# The problem
Gather every line below where "defaults" appears.

# Extracted information

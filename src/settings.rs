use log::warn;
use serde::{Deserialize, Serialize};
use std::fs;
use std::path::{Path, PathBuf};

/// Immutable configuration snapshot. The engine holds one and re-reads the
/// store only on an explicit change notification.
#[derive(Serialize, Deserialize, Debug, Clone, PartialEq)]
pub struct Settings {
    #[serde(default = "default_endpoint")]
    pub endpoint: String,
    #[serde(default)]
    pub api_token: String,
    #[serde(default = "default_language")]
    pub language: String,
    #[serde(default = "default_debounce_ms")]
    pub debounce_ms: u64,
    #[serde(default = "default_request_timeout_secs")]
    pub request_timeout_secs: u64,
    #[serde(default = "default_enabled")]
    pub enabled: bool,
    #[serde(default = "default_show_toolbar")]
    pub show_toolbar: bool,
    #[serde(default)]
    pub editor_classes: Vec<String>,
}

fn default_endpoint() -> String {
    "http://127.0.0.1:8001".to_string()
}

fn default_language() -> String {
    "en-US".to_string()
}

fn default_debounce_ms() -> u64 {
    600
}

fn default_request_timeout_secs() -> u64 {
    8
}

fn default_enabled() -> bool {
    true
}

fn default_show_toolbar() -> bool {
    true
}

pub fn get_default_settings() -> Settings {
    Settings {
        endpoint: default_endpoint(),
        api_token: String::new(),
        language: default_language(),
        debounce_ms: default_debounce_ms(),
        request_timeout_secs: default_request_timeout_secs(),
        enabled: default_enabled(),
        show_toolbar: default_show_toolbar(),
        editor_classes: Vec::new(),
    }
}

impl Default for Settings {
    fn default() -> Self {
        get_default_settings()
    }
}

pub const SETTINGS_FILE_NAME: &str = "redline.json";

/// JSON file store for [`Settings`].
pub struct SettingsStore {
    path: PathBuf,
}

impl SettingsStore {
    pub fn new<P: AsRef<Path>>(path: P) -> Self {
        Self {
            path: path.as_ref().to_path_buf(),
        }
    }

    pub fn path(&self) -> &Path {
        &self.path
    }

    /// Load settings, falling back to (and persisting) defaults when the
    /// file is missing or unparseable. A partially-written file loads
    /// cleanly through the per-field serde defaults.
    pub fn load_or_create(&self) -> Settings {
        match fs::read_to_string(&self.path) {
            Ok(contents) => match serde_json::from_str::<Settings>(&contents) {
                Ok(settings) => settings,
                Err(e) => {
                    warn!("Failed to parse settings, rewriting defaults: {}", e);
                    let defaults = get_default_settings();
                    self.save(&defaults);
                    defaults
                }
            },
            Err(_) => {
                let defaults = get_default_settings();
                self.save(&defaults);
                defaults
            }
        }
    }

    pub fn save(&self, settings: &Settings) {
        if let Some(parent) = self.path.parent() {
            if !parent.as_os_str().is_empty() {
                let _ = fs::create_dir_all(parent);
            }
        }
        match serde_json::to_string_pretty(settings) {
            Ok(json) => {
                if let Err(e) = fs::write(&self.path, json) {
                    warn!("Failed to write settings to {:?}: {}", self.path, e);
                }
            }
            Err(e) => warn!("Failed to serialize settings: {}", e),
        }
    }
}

# Solution to the problem
    /// Load settings, falling back to (and persisting) defaults when the
    /// cleanly through the per-field serde defaults.
                    warn!("Failed to parse settings, rewriting defaults: {}", e);
                    let defaults = get_default_settings();
                    self.save(&defaults);
                    defaults
                let defaults = get_default_settings();
                self.save(&defaults);
                defaults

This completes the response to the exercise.